The word rendered unstable in the KJV is variously translated in other versions. Some of the equivalents used are: turbulent (NIV & HCSB), unruly (NLT), uncontrollable (CEV), went astray (Lamsa) and poured out (DRB). The Hebrew word has several possible meanings; according to Brown-Driver-Briggs they are wanton, reckless and frothy. BDAG aslo says it can mean “brimming over with passion.” Unfortunately, without supporting evidence it is difficult to say why Israel thought this way about his firstborn. Our only evidence is the next statement that Reuben defiled his father’s bed by having relations with Jacob’s concubine, Bilhah (Gen 35:22). We read in 1 Chronicles 51 that Reuben lost his birthright because of his relations with Bilhah. We are also told there that Joseph received the birthright.

It seems from Genesis 37:20-22 that Reuben was fairly levelheaded when he saved Joseph’s life. However, we find out from Gen 37:29-30, that Reuben was only looking after his own interests, for being firstborn, Jacob would hold him responsible for Joseph’s disappearance.

We must also look at the word rendered water in the KJV. Several other translations render it flood (e.g.
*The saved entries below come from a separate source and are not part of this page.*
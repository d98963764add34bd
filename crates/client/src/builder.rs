//! Client construction

use crate::client::ResilientClient;
use rampart_cache::Cache;
use rampart_core::{Error, ResilienceConfig, Result};
use rampart_utils::{CircuitBreaker, CircuitBreakerConfig, RetryConfig};
use std::sync::Arc;
use std::time::Duration;

/// Builder for [`ResilientClient`]
///
/// Starts from the [`ResilienceConfig`] defaults with no retries and no
/// cache. Attaching a cache fixes the client's cached value type.
#[derive(Debug)]
pub struct ResilientClientBuilder<V = ()> {
    name: String,
    breaker: CircuitBreakerConfig,
    request_timeout: Duration,
    retry: Option<RetryConfig>,
    cache: Option<Cache<V>>,
}

impl ResilientClientBuilder<()> {
    pub(crate) fn new(name: impl Into<String>) -> Self {
        let defaults = ResilienceConfig::default();
        Self {
            name: name.into(),
            breaker: CircuitBreakerConfig::from(&defaults),
            request_timeout: defaults.request_timeout,
            retry: None,
            cache: None,
        }
    }
}

impl<V> ResilientClientBuilder<V> {
    /// Take breaker thresholds and the request timeout from shared settings
    pub fn config(mut self, config: &ResilienceConfig) -> Self {
        let trip_on = self.breaker.trip_on.clone();
        self.breaker = CircuitBreakerConfig {
            trip_on,
            ..CircuitBreakerConfig::from(config)
        };
        self.request_timeout = config.request_timeout;
        self
    }

    pub fn breaker_config(mut self, config: CircuitBreakerConfig) -> Self {
        self.breaker = config;
        self
    }

    /// Upper bound for each individual attempt
    pub fn request_timeout(mut self, timeout: Duration) -> Self {
        self.request_timeout = timeout;
        self
    }

    /// Retry failed attempts inside a single breaker admission
    pub fn retry(mut self, config: RetryConfig) -> Self {
        self.retry = Some(config);
        self
    }

    /// Memoise successful results of [`ResilientClient::call_cached`]
    pub fn cache<W>(self, cache: Cache<W>) -> ResilientClientBuilder<W> {
        ResilientClientBuilder {
            name: self.name,
            breaker: self.breaker,
            request_timeout: self.request_timeout,
            retry: self.retry,
            cache: Some(cache),
        }
    }

    /// Validate the settings and build the client
    pub fn build(self) -> Result<ResilientClient<V>> {
        if self.request_timeout.is_zero() {
            return Err(Error::invalid_configuration(
                "request_timeout",
                "request_timeout must be greater than zero",
            ));
        }
        let breaker = CircuitBreaker::try_named(self.name.clone(), self.breaker)?;

        tracing::debug!(
            client = %self.name,
            request_timeout_ms = self.request_timeout.as_millis() as u64,
            retries = self.retry.as_ref().map_or(0, |r| r.max_retries),
            cached = self.cache.is_some(),
            "built resilient client"
        );

        Ok(ResilientClient::from_parts(
            self.name,
            Arc::new(breaker),
            self.request_timeout,
            self.retry,
            self.cache,
        ))
    }
}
NLT, CEV, GNB). From the context of “unstable as water,” we can infer that the Jacob meant moving water, which is unstable. When a glass of water is spilled, it is unclear the exact direction or directions the spilled water might take. In the event of a flood, the waters spill over onto normally dry ground in an often unpredictable way.
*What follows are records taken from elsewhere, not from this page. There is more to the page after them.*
//! Display implementations for error types

use super::types::{Error, ErrorCategory};
use std::fmt;

impl fmt::Display for ErrorCategory {
    fn fmt(&self, f: &mut fmt::Formatter<'_>) -> fmt::Result {
        let name = match self {
            ErrorCategory::Validation => "validation",
            ErrorCategory::Network => "network",
            ErrorCategory::Filesystem => "filesystem",
            ErrorCategory::Configuration => "configuration",
            ErrorCategory::Cache => "cache",
            ErrorCategory::Timeout => "timeout",
            ErrorCategory::Permission => "permission",
            ErrorCategory::CircuitOpen => "circuit-open",
            ErrorCategory::Unknown => "unknown",
        };
        f.write_str(name)
    }
}

/// Multi-line rendering of an error, its context and its causes
pub struct Report<'a>(&'a Error);

impl Error {
    /// Render the full causal chain, one error per line
    pub fn report(&self) -> Report<'_> {
        Report(self)
    }
}

impl fmt::Display for Report<'_> {
    fn fmt(&self, f: &mut fmt::Formatter<'_>) -> fmt::Result {
        for (index, error) in self.0.chain().enumerate() {
            if index == 0 {
                write!(f, "{error}")?;
            } else {
                write!(f, "\n  caused by: {error}")?;
            }
            if !error.context().is_empty() {
                let pairs: Vec<String> = error
                    .context()
                    .iter()
                    .map(|(k, v)| format!("{k}={v}"))
                    .collect();
                write!(f, " ({})", pairs.join(", "))?;
            }
        }
        Ok(())
    }
}

#[cfg(test)]
mod tests {
    use super::*;

    #[test]
    fn test_display_includes_category_and_code() {
        let error = Error::validation("name must not be empty");
        assert_eq!(
            error.to_string(),
            "[validation] VALIDATION_ERROR: name must not be empty"
        );
    }

    #[test]
    fn test_report_lists_causes() {
        let error = Error::configuration("could not start")
            .with_cause(Error::network("db", "refused"));
        let report = error.report().to_string();

        assert!(report.starts_with("[configuration] CONFIGURATION_ERROR: could not start"));
        assert!(report.contains("caused by: [network] NETWORK_ERROR: refused (endpoint=db)"));
    }
}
In addition, we should also look at the phrase, “thou shalt not excel.” The ESV and NRSB say, “you shall not have preeminence;” NLT—”you will be first no longer;” YLT—”thou art not abundant;” New Jerusalem Bible—”you will not be foremost.” Considering the history of the tribe of Reuben, it never excelled. It was not as large as other tribes when numbered with the tribes that left Egypt. Additionally, his tribe was assigned land east of Jordan where they were less protected from their enemies. Most importantly, Reuben was no longer Israel’s firstborn. Taking these things into consideration, we can observe that Reuben lost his birthright to Joseph and because of this his tribe never excelled; it was not one of the foremost tribes of Israel. In fact the first tribe taken captive by the Assyrians was Reuben.

In summation, it would appear that Reuben was as unstable as flowing water, in that he could not be depended on by his father. Was that because of the incestuous relationship with Jacob’s concubine? Possibly. After that Jacob may not have been able to see him as anything but impetuous. Consequently, Reuben and his tribe would never live up to their potential due to Reuben’s lack of self control, and his loss of the birthright because of his sin with Bilhah.

Gen 49:5  Simeon and Levi are brethren; instruments of cruelty are in their habitations.

Simeon and Levi made a covenant with the men of Shechem that if they would all be circumcised then their sister Dinah could marry Shechem. It was a dishonest move on Simeon and Levi for the covenant was a subterfuge. After the men were circumcised and their wounds were still painful, Simeon and Levi took swords and killed every adult male in the town. Jacob was furious with them because they ruined his reputation and standing among his neighbors the Canaanites and Perizzites who were the most numerous and powerful peoples in the area. Jacob feared their reprisals. Read the Story in Genesis Chapter 34.

Gen 49:6  O my soul, come not thou into their secret; unto their assembly, mine honour, be not thou united: for in their anger they slew a man, and in their selfwill they digged down a wall.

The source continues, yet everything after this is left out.